→ WHAT THE TASK REQUIRES: Give again, word for word, every line in the entries below from the line with "pub fn release(&self)" up to and including the line with "let next = self.db.update(|txn: &mut", and no other line.

→ Stored data:
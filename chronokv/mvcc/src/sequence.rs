use parking_lot::Mutex;
use tracing::debug;

use crate::db::Db;
use crate::error::{MvccResult, TransactionError};
use crate::txn::Txn;

/// Monotonically increasing integers stored under a key.
///
/// Values are leased from the store `bandwidth` at a time, so most calls to
/// [`Sequence::next`] never touch the oracle. Values leased but not handed out are lost
/// on a crash unless [`Sequence::release`] was called.
pub struct Sequence {
    db: Db,
    key: Vec<u8>,
    bandwidth: u64,
    lease: Mutex<Lease>,
}

#[derive(Debug, Default)]
struct Lease {
    next: u64,
    leased: u64,
}

impl Sequence {
    pub(crate) fn open(db: Db, key: Vec<u8>, bandwidth: u64) -> MvccResult<Self> {
        let seq = Self {
            db,
            key,
            bandwidth,
            lease: Mutex::new(Lease::default()),
        };
        {
            let mut lease = seq.lease.lock();
            seq.update_lease(&mut lease)?;
        }
        Ok(seq)
    }

    /// Next integer of the sequence.
    pub fn next(&self) -> MvccResult<u64> {
        let mut lease = self.lease.lock();
        if lease.next >= lease.leased {
            self.update_lease(&mut lease)?;
        }
        let value = lease.next;
        lease.next += 1;
        Ok(value)
    }

    /// Give back the unused part of the lease, so a later sequence on the same key
    /// continues right after the last value handed out.
    pub fn release(&self) -> MvccResult<()> {
        let mut lease = self.lease.lock();
        let next = lease.next;
        self.db
            .update(|txn| txn.set(self.key.clone(), next.to_be_bytes().to_vec()))?;
        lease.leased = next;
        debug!(next, "sequence lease released");
        Ok(())
    }

    fn update_lease(&self, lease: &mut Lease) -> MvccResult<()> {
        let bandwidth = self.bandwidth;
        let key = &self.key;
        let next = self.db.update(|txn: &mut Txn| {
            let next = match txn.get(key)? {
                Some(item) => decode(item.value())?,
                None => 0,
            };
            let leased = next.checked_add(bandwidth).ok_or_else(|| {
                TransactionError::SequenceLease(format!("lease past {next} overflows"))
            })?;
            txn.set(key.clone(), leased.to_be_bytes().to_vec())?;
            Ok(next)
        })?;
        lease.next = next;
        lease.leased = next + bandwidth;
        debug!(next, leased = lease.leased, "sequence lease renewed");
        Ok(())
    }
}

fn decode(value: &[u8]) -> MvccResult<u64> {
    let bytes: [u8; 8] = value.try_into().map_err(|_| {
        TransactionError::SequenceLease(format!(
            "stored lease has {} bytes, expected 8",
            value.len()
        ))
    })?;
    Ok(u64::from_be_bytes(bytes))
}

→ EXERCISE ANSWER:
    pub fn release(&self) -> MvccResult<()> {
        let mut lease = self.lease.lock();
        let next = lease.next;
        self.db
            .update(|txn| txn.set(self.key.clone(), next.to_be_bytes().to_vec()))?;
        lease.leased = next;
        debug!(next, "sequence lease released");
        Ok(())
    }

    fn update_lease(&self, lease: &mut Lease) -> MvccResult<()> {
        let bandwidth = self.bandwidth;
        let key = &self.key;
        let next = self.db.update(|txn: &mut Txn| {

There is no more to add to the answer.